Foreword: The Art of Storytelling
Among our amazing students, there is a generalized need to tell stories. Stories about their research, or about personal experiences during their time in the field. Sometimes, students have told me, they meet people whose lives they find compelling, whose presence during fieldwork was inspirational and moving, even if these individuals are not significant to their research. In those instances, students want to shed the skin of the analyst or social scientist and become storytellers. Here, the goal is neither to solve a research question nor to raise a theoretical point. The goal is to share the trace of a personal mark that someone left on them during their fieldwork. This is the case of Fátima Valdivia and the story of Lola.
The Spanish Creative Writing Initiative was established with the goal of helping students to become storytellers, of providing tools so that they might share experiences that take place beyond the boundaries of their work as researchers and academics. During the year of COVID, with the support of LLILAS Benson and the Department of Spanish and Portuguese, we invited two authors to conduct writing workshops. Mexican journalist/author Daniela Rea conducted one during the fall of 2020, and Argentine writer Gabriela Cabezón Cámara conducted one in spring 2021; each lasted three weeks. During weekly meetings, students confronted the need to overcome the individual challenge of writing a story and lived that challenge as a collective. The invited authors led our students in translating their experiences into fabulous stories. Fátima’s piece is a wonderful example of the rich dynamics of our creative writing workshops. Its publication here stands as a celebration of our language, and a recognition of the work of all who participated in the workshops and discovered that they, too, can be creative writers.
— Gabriela Polit Dueñas, Professor, Dept. of Spanish and Portuguese; Coordinator, Spanish Creative Writing Initiative
Las botas de la Lola
BY FÁTIMA VALDIVIA
“Gran baile de Los Tigres del Norte”, anunciaban las estaciones de radio y los posters pegados en las calles de la ciudad de Oaxaca. Esta sería mi primera vez en un concierto en vivo y mi primera vez usando mis botas vaqueras. A media tarde comencé a alistarme para el tan esperado evento. Abrí la puerta del clóset, tomé unos pantalones de mezclilla, una camisa de franela a cuadros, y una caja grande donde las guardaba.

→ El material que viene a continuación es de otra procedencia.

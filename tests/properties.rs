//! Property tests for both solvers over random small instances.

use proptest::prelude::*;
use u_tsp::exact::ExactSolver;
use u_tsp::nearest::NearestNeighborSolver;
use u_tsp::{CityIndex, Comparator, CostMatrix, TourSolver};

/// Random n×n matrix with whole-number costs and a start city, n in 2..=6.
fn instance() -> impl Strategy<Value = (CostMatrix, CityIndex)> {
    (2usize..=6)
        .prop_flat_map(|n| (Just(n), prop::collection::vec(0u32..100, n * n), 0..n))
        .prop_map(|(n, data, start)| {
            let data = data.into_iter().map(f64::from).collect();
            (CostMatrix::new(n, data).unwrap(), start)
        })
}

/// Every closed tour from `start`, built by independent recursion.
fn all_tours(n: usize, start: CityIndex) -> Vec<Vec<CityIndex>> {
    fn extend(
        path: &mut Vec<CityIndex>,
        used: &mut [bool],
        start: CityIndex,
        out: &mut Vec<Vec<CityIndex>>,
    ) {
        if path.len() == used.len() {
            let mut tour = path.clone();
            tour.push(start);
            out.push(tour);
            return;
        }
        for city in 0..used.len() {
            if !used[city] {
                used[city] = true;
                path.push(city);
                extend(path, used, start, out);
                path.pop();
                used[city] = false;
            }
        }
    }

    let mut used = vec![false; n];
    used[start] = true;
    let mut out = Vec::new();
    extend(&mut vec![start], &mut used, start, &mut out);
    out
}

proptest! {
    #[test]
    fn prop_nn_is_hamiltonian_cycle((matrix, start) in instance()) {
        let result = NearestNeighborSolver.solve(&matrix, start);
        prop_assert!(result.tour.is_hamiltonian_cycle(matrix.size()));
        prop_assert_eq!(result.tour.start(), Some(start));
        prop_assert_eq!(result.total_cost, matrix.tour_cost(result.tour.as_slice()));
    }

    #[test]
    fn prop_exact_is_hamiltonian_cycle((matrix, start) in instance()) {
        let result = ExactSolver.solve(&matrix, start);
        prop_assert!(result.tour.is_hamiltonian_cycle(matrix.size()));
        prop_assert_eq!(result.tour.start(), Some(start));
        prop_assert_eq!(result.total_cost, matrix.tour_cost(result.tour.as_slice()));
    }

    #[test]
    fn prop_exact_is_globally_optimal((matrix, start) in instance()) {
        let result = ExactSolver.solve(&matrix, start);
        let tours = all_tours(matrix.size(), start);
        let mut cheapest = f64::INFINITY;
        for tour in &tours {
            let cost = matrix.tour_cost(tour);
            prop_assert!(result.total_cost <= cost, "{:?} costs {} < {}", tour, cost, result.total_cost);
            cheapest = cheapest.min(cost);
        }
        prop_assert_eq!(result.total_cost, cheapest);
    }

    #[test]
    fn prop_exact_dominates_heuristic((matrix, start) in instance()) {
        let report = Comparator::new().compare(&matrix, start).unwrap();
        prop_assert!(report.exact.result.total_cost <= report.heuristic.result.total_cost);
    }

    #[test]
    fn prop_solvers_are_deterministic((matrix, start) in instance()) {
        prop_assert_eq!(
            NearestNeighborSolver.solve(&matrix, start),
            NearestNeighborSolver.solve(&matrix, start)
        );
        prop_assert_eq!(ExactSolver.solve(&matrix, start), ExactSolver.solve(&matrix, start));
    }
}

#[test]
fn test_all_tours_helper_counts() {
    assert_eq!(all_tours(2, 0).len(), 1);
    assert_eq!(all_tours(4, 1).len(), 6);
    assert_eq!(all_tours(5, 0).len(), 24);
}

Destapé la caja y admiré las botas. ¡Realmente me gustaban! Eran unas botas café claro a media pantorrilla, con una punta ligeramente estrecha y cuadrada. Estaban hechas de piel suave y firme, adornada por bordados abstractos que apenas se distinguían. Eran unas botas discretas, pero para mí representaban la identidad norteña. Mientras las admiraba recordé mis días como voluntaria en la sierra Tarahumara. Recordé a Lola. La vi ahí, afuera de su casa, manipulando con determinación una escoba y derramando el agua de un balde para limpiar su pórtico. Se me apretó el corazón.
Lola era una mujer joven, alrededor de los treinta años, delgada y morena. Vivía en una de las casas grandes de la comunidad. Yo llegué a este lugar en el 2009 para trabajar un año como voluntaria de la parroquia. “Pásele a tomar un café”, era su clásico saludo. Así me gritaba cada vez que me veía pasar por las mañanas para tomar la ruta, mientras ella limpiaba. “No puedo Lola, me va a dejar el camión”, fue siempre mi respuesta. Lo cierto es que no quería tener relación con ella. No era que Lola me cayera mal, ella siempre me pareció muy amable y, en el fondo, me hubiera gustado conocerla. El problema era su marido.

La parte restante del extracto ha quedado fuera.